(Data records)
▬▬▬▬▬▬
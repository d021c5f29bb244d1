use serde::{Deserialize, Serialize};

use super::message::Role;
use super::response::{FinishReason, Usage};

/// One frame of a streamed chat completion
#[derive(Debug, Clone, Serialize, Deserialize)]
pub struct ChatChunk {
    /// Stream identifier, identical across all chunks of a stream
    pub id: String,
    /// Object type (`chat.completion.chunk`)
    pub object: String,
    /// Unix timestamp of the stream start
    pub created: u64,
    /// Model that served the request
    pub model: String,
    /// Choice deltas; empty on the usage frame
    pub choices: Vec<ChunkChoice>,
    /// Aggregate usage, only on the terminal accounting frame
    #[serde(default, skip_serializing_if = "Option::is_none")]
    pub usage: Option<Usage>,
}

impl ChatChunk {
    /// Object tag for stream frames
    pub const OBJECT: &str = "chat.completion.chunk";

    /// Finish reason carried by this chunk, if any
    pub fn finish_reason(&self) -> Option<FinishReason> {
        self.choices.iter().find_map(|c| c.finish_reason)
    }

    /// Concatenated content deltas of this chunk
    pub fn content(&self) -> String {
        self.choices.iter().filter_map(|c| c.delta.content.as_deref()).collect()
    }
}

/// Choice delta within a chunk
#[derive(Debug, Clone, Serialize, Deserialize)]
pub struct ChunkChoice {
    /// Choice index
    pub index: u32,
    /// Incremental update
    pub delta: ChunkDelta,
    /// Finish reason; set on exactly one chunk per stream
    pub finish_reason: Option<FinishReason>,
}

/// Incremental update within a choice
#[derive(Debug, Clone, Default, Serialize, Deserialize)]
pub struct ChunkDelta {
    /// Role, present on the first chunk
    #[serde(default, skip_serializing_if = "Option::is_none")]
    pub role: Option<Role>,
    /// Text fragment
    #[serde(default, skip_serializing_if = "Option::is_none")]
    pub content: Option<String>,
    /// Tool call fragments
    #[serde(default, skip_serializing_if = "Option::is_none")]
    pub tool_calls: Option<Vec<ToolCallDelta>>,
}

/// Fragment of a tool call within a stream
#[derive(Debug, Clone, PartialEq, Eq, Serialize, Deserialize)]
pub struct ToolCallDelta {
    /// Index of this tool call in the `tool_calls` array
    pub index: u32,
    /// Tool call ID (first fragment only)
    #[serde(default, skip_serializing_if = "Option::is_none")]
    pub id: Option<String>,
    /// Tool type (first fragment only)
    #[serde(default, skip_serializing_if = "Option::is_none", rename = "type")]
    pub call_type: Option<String>,
    /// Partial function call
    #[serde(default, skip_serializing_if = "Option::is_none")]
    pub function: Option<FunctionCallDelta>,
}

impl ToolCallDelta {
    /// Opening fragment: id and function name
    pub fn start(index: u32, id: impl Into<String>, name: impl Into<String>) -> Self {
        Self {
            index,
            id: Some(id.into()),
            call_type: Some(super::message::function_type()),
            function: Some(FunctionCallDelta {
                name: Some(name.into()),
                arguments: Some(String::new()),
            }),
        }
    }

    /// Continuation fragment carrying argument text
    pub fn arguments(index: u32, arguments: impl Into<String>) -> Self {
        Self {
            index,
            id: None,
            call_type: None,
            function: Some(FunctionCallDelta {
                name: None,
                arguments: Some(arguments.into()),
            }),
        }
    }
}

/// Partial function call within a tool call fragment
#[derive(Debug, Clone, PartialEq, Eq, Serialize, Deserialize)]
pub struct FunctionCallDelta {
    /// Function name (first fragment only)
    #[serde(default, skip_serializing_if = "Option::is_none")]
    pub name: Option<String>,
    /// Incremental arguments JSON fragment
    #[serde(default, skip_serializing_if = "Option::is_none")]
    pub arguments: Option<String>,
}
▬▬▬▬▬▬
Problem to work on: Each line shown above needs to be transcribed exactly.

Exercise solution:
repository d021c5f29bb244d1
use serde::{Deserialize, Serialize};

use super::message::Role;
use super::response::{FinishReason, Usage};

/// One frame of a streamed chat completion
#[derive(Debug, Clone, Serialize, Deserialize)]
pub struct ChatChunk {
    /// Stream identifier, identical across all chunks of a stream
    pub id: String,
    /// Object type (`chat.completion.chunk`)
    pub object: String,
    /// Unix timestamp of the stream start
    pub created: u64,
    /// Model that served the request
    pub model: String,
    /// Choice deltas; empty on the usage frame
    pub choices: Vec<ChunkChoice>,
    /// Aggregate usage, only on the terminal accounting frame
    #[serde(default, skip_serializing_if = "Option::is_none")]
    pub usage: Option<Usage>,
}

impl ChatChunk {
    /// Object tag for stream frames
    pub const OBJECT: &str = "chat.completion.chunk";

    /// Finish reason carried by this chunk, if any
    pub fn finish_reason(&self) -> Option<FinishReason> {
        self.choices.iter().find_map(|c| c.finish_reason)
    }

    /// Concatenated content deltas of this chunk
    pub fn content(&self) -> String {
        self.choices.iter().filter_map(|c| c.delta.content.as_deref()).collect()
    }
}

/// Choice delta within a chunk
#[derive(Debug, Clone, Serialize, Deserialize)]
pub struct ChunkChoice {
    /// Choice index
    pub index: u32,
    /// Incremental update
    pub delta: ChunkDelta,
    /// Finish reason; set on exactly one chunk per stream
    pub finish_reason: Option<FinishReason>,
}

/// Incremental update within a choice
#[derive(Debug, Clone, Default, Serialize, Deserialize)]
pub struct ChunkDelta {
    /// Role, present on the first chunk
    #[serde(default, skip_serializing_if = "Option::is_none")]
    pub role: Option<Role>,
    /// Text fragment
    #[serde(default, skip_serializing_if = "Option::is_none")]
    pub content: Option<String>,
    /// Tool call fragments
    #[serde(default, skip_serializing_if = "Option::is_none")]
    pub tool_calls: Option<Vec<ToolCallDelta>>,
}

/// Fragment of a tool call within a stream
#[derive(Debug, Clone, PartialEq, Eq, Serialize, Deserialize)]
pub struct ToolCallDelta {
    /// Index of this tool call in the `tool_calls` array
    pub index: u32,
    /// Tool call ID (first fragment only)
    #[serde(default, skip_serializing_if = "Option::is_none")]
    pub id: Option<String>,
    /// Tool type (first fragment only)
    #[serde(default, skip_serializing_if = "Option::is_none", rename = "type")]
    pub call_type: Option<String>,
    /// Partial function call
    #[serde(default, skip_serializing_if = "Option::is_none")]
    pub function: Option<FunctionCallDelta>,
}

impl ToolCallDelta {
    /// Opening fragment: id and function name
    pub fn start(index: u32, id: impl Into<String>, name: impl Into<String>) -> Self {
        Self {
            index,
            id: Some(id.into()),
            call_type: Some(super::message::function_type()),
            function: Some(FunctionCallDelta {
                name: Some(name.into()),
                arguments: Some(String::new()),
            }),
        }
    }

    /// Continuation fragment carrying argument text
    pub fn arguments(index: u32, arguments: impl Into<String>) -> Self {
        Self {
            index,
            id: None,
            call_type: None,
            function: Some(FunctionCallDelta {
                name: None,
                arguments: Some(arguments.into()),
            }),
        }
    }
}

/// Partial function call within a tool call fragment
#[derive(Debug, Clone, PartialEq, Eq, Serialize, Deserialize)]
pub struct FunctionCallDelta {
    /// Function name (first fragment only)
    #[serde(default, skip_serializing_if = "Option::is_none")]
    pub name: Option<String>,
    /// Incremental arguments JSON fragment
    #[serde(default, skip_serializing_if = "Option::is_none")]
    pub arguments: Option<String>,
}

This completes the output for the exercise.